→ **Exercise**:
Say how many lines in the following data hold the word "match". Write nothing but that number.

::: Dataset entries :::

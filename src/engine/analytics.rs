// ── Edge Engine: Analytics Buffer ───────────────────────────────────────────
//
// A bounded, persisted FIFO of analytics events waiting for the remote
// ingestion collaborator.
//
//   record(type, data)   append → persist → flush if threshold reached & ONLINE
//   flush()              sends a copy of the front batch; the events leave
//                        the buffer only once the send is confirmed
//
// Key properties:
//   - Insertion order is the only order. A failed flush leaves the buffer
//     exactly as it was, plus anything recorded while the request was out.
//   - Bounded by `max_buffered`: overflow drops the OLDEST event and counts it.
//   - Persisted on every change; a failed persist keeps the buffer in memory
//     and marks it dirty for the next attempt.
//   - One flush at a time (`flush_lock`); records never wait on a flush.

use crate::atoms::traits::EdgeBackend;
use crate::atoms::types::{AnalyticsBatch, AnalyticsEvent};
use crate::engine::config::AnalyticsConfig;
use crate::engine::connectivity::ConnectivityMonitor;
use crate::engine::http::bounded;
use crate::engine::store::EdgeStore;
use log::{debug, error, info, warn};
use parking_lot::Mutex;
use serde_json::Value;
use std::collections::{HashSet, VecDeque};
use std::sync::atomic::{AtomicU64, Ordering};
use std::sync::Arc;
use std::time::Duration;

struct BufferState {
    events: VecDeque<AnalyticsEvent>,
    dirty: bool,
}

pub struct AnalyticsBuffer {
    store: Arc<EdgeStore>,
    backend: Arc<dyn EdgeBackend>,
    connectivity: Arc<ConnectivityMonitor>,
    device_id: String,
    session_id: String,
    config: AnalyticsConfig,
    request_timeout: Duration,
    state: Mutex<BufferState>,
    flush_lock: tokio::sync::Mutex<()>,
    flush_passes: AtomicU64,
    dropped: AtomicU64,
}

impl AnalyticsBuffer {
    /// Build the buffer and reload events a previous run left behind.
    pub fn new(
        store: Arc<EdgeStore>,
        backend: Arc<dyn EdgeBackend>,
        connectivity: Arc<ConnectivityMonitor>,
        device_id: String,
        session_id: String,
        config: AnalyticsConfig,
        request_timeout: Duration,
    ) -> Self {
        let events: VecDeque<AnalyticsEvent> = store
            .load_analytics()
            .unwrap_or_else(|e| {
                warn!("[analytics] Could not reload persisted buffer, starting empty: {}", e);
                Vec::new()
            })
            .into();
        if !events.is_empty() {
            info!("[analytics] Restored {} buffered event(s)", events.len());
        }

        AnalyticsBuffer {
            store,
            backend,
            connectivity,
            device_id,
            session_id,
            config,
            request_timeout,
            state: Mutex::new(BufferState { events, dirty: false }),
            flush_lock: tokio::sync::Mutex::new(()),
            flush_passes: AtomicU64::new(0),
            dropped: AtomicU64::new(0),
        }
    }

    /// Append an event. Returns its id.
    pub async fn record(&self, event_type: &str, data: Value) -> String {
        let online = self.connectivity.is_online();
        let event = AnalyticsEvent {
            id: uuid::Uuid::new_v4().to_string(),
            event_type: event_type.to_string(),
            data,
            timestamp: chrono::Utc::now(),
            device_id: self.device_id.clone(),
            offline: !online,
        };
        let id = event.id.clone();

        let buffered = {
            let mut state = self.state.lock();
            state.events.push_back(event);
            while state.events.len() > self.config.max_buffered {
                if let Some(old) = state.events.pop_front() {
                    self.dropped.fetch_add(1, Ordering::Relaxed);
                    warn!("[analytics] Buffer full, dropped oldest event {} ({})", old.id, old.event_type);
                }
            }
            self.persist(&mut state);
            state.events.len()
        };
        debug!("[analytics] Recorded {} '{}' ({} buffered)", id, event_type, buffered);

        if online && buffered >= self.config.flush_threshold {
            self.flush().await;
        }
        id
    }

    /// Send one batch from the front. Returns the number of events the
    /// remote side accepted (0 when offline, empty, or on failure).
    pub async fn flush(&self) -> usize {
        if !self.connectivity.is_online() {
            return 0;
        }
        let _guard = self.flush_lock.lock().await;

        let batch: Vec<AnalyticsEvent> = {
            let state = self.state.lock();
            state.events.iter().take(self.config.batch_size).cloned().collect()
        };
        if batch.is_empty() {
            return 0;
        }
        self.flush_passes.fetch_add(1, Ordering::Relaxed);

        let sent = batch.len();
        let payload = AnalyticsBatch {
            device_id: self.device_id.clone(),
            session_id: self.session_id.clone(),
            events: batch,
        };
        let result = bounded(
            "analytics flush",
            self.request_timeout,
            self.backend.send_analytics(&payload),
        )
        .await;

        match result {
            Ok(()) => {
                let sent_ids: HashSet<&str> = payload.events.iter().map(|e| e.id.as_str()).collect();
                let mut state = self.state.lock();
                // Overflow may already have dropped some of them.
                state.events.retain(|e| !sent_ids.contains(e.id.as_str()));
                self.persist(&mut state);
                info!("[analytics] Flushed {} event(s), {} still buffered", sent, state.events.len());
                sent
            }
            Err(e) if e.is_transient() => {
                warn!("[analytics] Flush of {} event(s) failed, keeping them buffered: {}", sent, e);
                0
            }
            Err(e) => {
                error!("[analytics] Flush of {} event(s) rejected, keeping them buffered: {}", sent, e);
                0
            }
        }
    }

    fn persist(&self, state: &mut BufferState) {
        match self.store.save_analytics(state.events.iter()) {
            Ok(()) => state.dirty = false,
            Err(e) => {
                warn!("[analytics] Persisting buffer failed, continuing in memory: {}", e);
                state.dirty = true;
            }
        }
    }

    /// Retry a failed persist, if any. Called from the periodic tick.
    pub fn persist_if_dirty(&self) {
        let mut state = self.state.lock();
        if state.dirty {
            self.persist(&mut state);
        }
    }

    /// First `n` buffered events, oldest first.
    pub fn head(&self, n: usize) -> Vec<AnalyticsEvent> {
        self.state.lock().events.iter().take(n).cloned().collect()
    }

    pub fn snapshot(&self) -> Vec<AnalyticsEvent> {
        self.state.lock().events.iter().cloned().collect()
    }

    pub fn len(&self) -> usize {
        self.state.lock().events.len()
    }

    pub fn is_empty(&self) -> bool {
        self.len() == 0
    }

    pub fn session_id(&self) -> &str {
        &self.session_id
    }

    pub fn flush_passes(&self) -> u64 {
        self.flush_passes.load(Ordering::Relaxed)
    }

    pub fn dropped(&self) -> u64 {
        self.dropped.load(Ordering::Relaxed)
    }
}

#[cfg(test)]
mod tests {
    use super::*;
    use crate::engine::backend::HttpBackend;
    use crate::engine::config::EdgeConfig;
    use serde_json::json;

    #[tokio::test]
    async fn failed_persist_falls_back_to_memory_then_rewrites() {
        let config = EdgeConfig::default();
        let store = Arc::new(EdgeStore::open_in_memory().unwrap());
        let buffer = AnalyticsBuffer::new(
            store.clone(),
            Arc::new(HttpBackend::new(&config).unwrap()),
            Arc::new(ConnectivityMonitor::new(false)),
            "device-1".into(),
            "session-1".into(),
            config.analytics.clone(),
            config.request_timeout(),
        );
        buffer.record("open", json!({})).await;

        store.break_table("analytics_buffer");
        buffer.record("tap", json!({ "n": 1 })).await;
        buffer.record("tap", json!({ "n": 2 })).await;
        assert_eq!(buffer.len(), 3);
        assert!(buffer.state.lock().dirty);

        store.repair();
        buffer.persist_if_dirty();
        assert!(!buffer.state.lock().dirty);
        let stored: Vec<_> = store.load_analytics().unwrap().into_iter().map(|e| e.event_type).collect();
        assert_eq!(stored, vec!["open", "tap", "tap"]);
    }
}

:::

→ **Solution**:
2